On his tombstone in the family plot at "Tulip Hill": "Killed by the bursting of a gun on board the Princeton 28 Feb., 1844 in his 60th year."
See this collection at the Library of Congress: "Galloway-Maxcy-Markoe family papers, 1654-1888 (bulk 1750-1860)." Here is the collection description:
"Correspondence, business papers, financial records, legal documents, speeches, reports, essays, memoranda, and other papers relating to economic conditions in Maryland (1750-1818) and foreign affairs and political events in the 1840's and 1850's. Includes the manuscript of Virgil Maxcy's biography of John C. Calhoun and numerous letters from Calhoun. Other correspondents include members of the Cheston, Chew, Howard, and Tilghman families, Lewis Cass, Daniel Dulany, Peter Force, Alexander Hamilton, Jr., David Hoffman, Francis Scott Key, George McDuffie, John F. Mercer, James Monroe, Joel R. Poinsett, Richard Rush, Joseph Story, Benjamin Tasker, Jr., George Washington, and Daniel Webster.
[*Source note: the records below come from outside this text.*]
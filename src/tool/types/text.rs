use egui::{Key, Modifiers, PointerButton, Pos2, Rect, vec2};
use log::{debug, info};

use crate::buffer::PixelBuffer;
use crate::layer::blend_over;
use crate::tool::{ToolContext, ToolOutcome};

/// Click to place a caret, type, then commit the text into the active layer.
///
/// Text is committed when Escape is pressed, when the canvas is clicked
/// outside the current text box, or when another tool is activated.
#[derive(Debug, Clone)]
pub struct TextTool {
    pub font_size: f32,
    pub font_family: String,
    is_typing: bool,
    /// Primary button placed the caret; picks primary over secondary color
    is_left_click: bool,
    current_text: String,
    text_input_position: Pos2,
}

impl TextTool {
    pub fn new(font_size: f32, font_family: &str) -> Self {
        Self {
            font_size,
            font_family: font_family.to_string(),
            is_typing: false,
            is_left_click: true,
            current_text: String::new(),
            text_input_position: Pos2::ZERO,
        }
    }

    pub fn is_typing(&self) -> bool {
        self.is_typing
    }

    pub fn current_text(&self) -> &str {
        &self.current_text
    }

    pub fn text_input_position(&self) -> Pos2 {
        self.text_input_position
    }

    /// Box the pending text occupies on the canvas, at least one glyph cell
    pub fn text_box(&self, ctx: &ToolContext<'_>) -> Rect {
        let measured = ctx
            .text
            .measure(&self.current_text, self.font_size, &self.font_family);
        let min = vec2(self.font_size, self.font_size * 1.2);
        Rect::from_min_size(self.text_input_position, measured.max(min))
    }

    pub fn on_pointer_down(
        &mut self,
        pos: Pos2,
        button: PointerButton,
        ctx: &mut ToolContext<'_>,
    ) -> ToolOutcome {
        if self.is_typing && self.text_box(ctx).contains(pos) {
            return ToolOutcome::Unchanged;
        }
        let committed = self.commit(ctx);

        self.is_typing = true;
        self.is_left_click = button == PointerButton::Primary;
        self.current_text.clear();
        self.text_input_position = pos;
        debug!("Text caret placed at {:?}", pos);
        committed.max(ToolOutcome::Updated)
    }

    pub fn on_text(&mut self, text: &str) -> ToolOutcome {
        if !self.is_typing {
            return ToolOutcome::Unchanged;
        }
        let before = self.current_text.len();
        self.current_text
            .extend(text.chars().filter(|c| !c.is_control()));
        if self.current_text.len() == before {
            ToolOutcome::Unchanged
        } else {
            ToolOutcome::Updated
        }
    }

    pub fn on_key(&mut self, key: Key, _modifiers: Modifiers, ctx: &mut ToolContext<'_>) -> ToolOutcome {
        if !self.is_typing {
            return ToolOutcome::Unchanged;
        }
        match key {
            Key::Backspace => match self.current_text.pop() {
                Some(_) => ToolOutcome::Updated,
                None => ToolOutcome::Unchanged,
            },
            Key::Enter => {
                self.current_text.push('\n');
                ToolOutcome::Updated
            }
            Key::Escape => self.commit(ctx),
            _ => ToolOutcome::Unchanged,
        }
    }

    /// Stop typing and draw the pending text into the active layer. Blank
    /// text, a missing font or an uneditable layer end typing without a
    /// commit.
    pub fn commit(&mut self, ctx: &mut ToolContext<'_>) -> ToolOutcome {
        if !self.is_typing {
            return ToolOutcome::Unchanged;
        }
        self.is_typing = false;
        let text = std::mem::take(&mut self.current_text);
        if text.trim().is_empty() {
            return ToolOutcome::Updated;
        }

        let color = if self.is_left_click {
            ctx.document.primary_color
        } else {
            ctx.document.secondary_color
        };
        let Some(rendered) = ctx
            .text
            .rasterize(&text, self.font_size, &self.font_family, color)
        else {
            return ToolOutcome::Updated;
        };
        let Some(pixels) = ctx.layers.editable_pixels() else {
            return ToolOutcome::Updated;
        };

        let origin_x = self.text_input_position.x.floor() as i64;
        let origin_y = self.text_input_position.y.floor() as i64;
        let mut written = 0;
        for (x, y, src) in rendered.enumerate_pixels() {
            if src.0[3] == 0 {
                continue;
            }
            let (tx, ty) = (origin_x + i64::from(x), origin_y + i64::from(y));
            if let Some(dst) = pixels.get(tx, ty) {
                pixels.set(tx, ty, blend_over(dst, *src, 1.0));
                written += 1;
            }
        }

        if written == 0 {
            return ToolOutcome::Updated;
        }
        info!("Committed text {:?} at {:?}", text, self.text_input_position);
        ToolOutcome::Commit
    }

    /// Drop pending text without drawing it
    pub fn cancel(&mut self) {
        self.is_typing = false;
        self.current_text.clear();
    }
}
Microfilm edition of the Higginson & Bird letterbook available, no. 16,289. Members of the Galloway, Maxcy (Maxey), and Markoe families represented include Samuel Galloway (1720-1785) and his son, John (d. 1810), merchants; John's son-in-law, Virgil Maxcy (1785-1844), lawyer, politician, and diplomat; and Virgil's son-in-law, Francis Markoe, public official."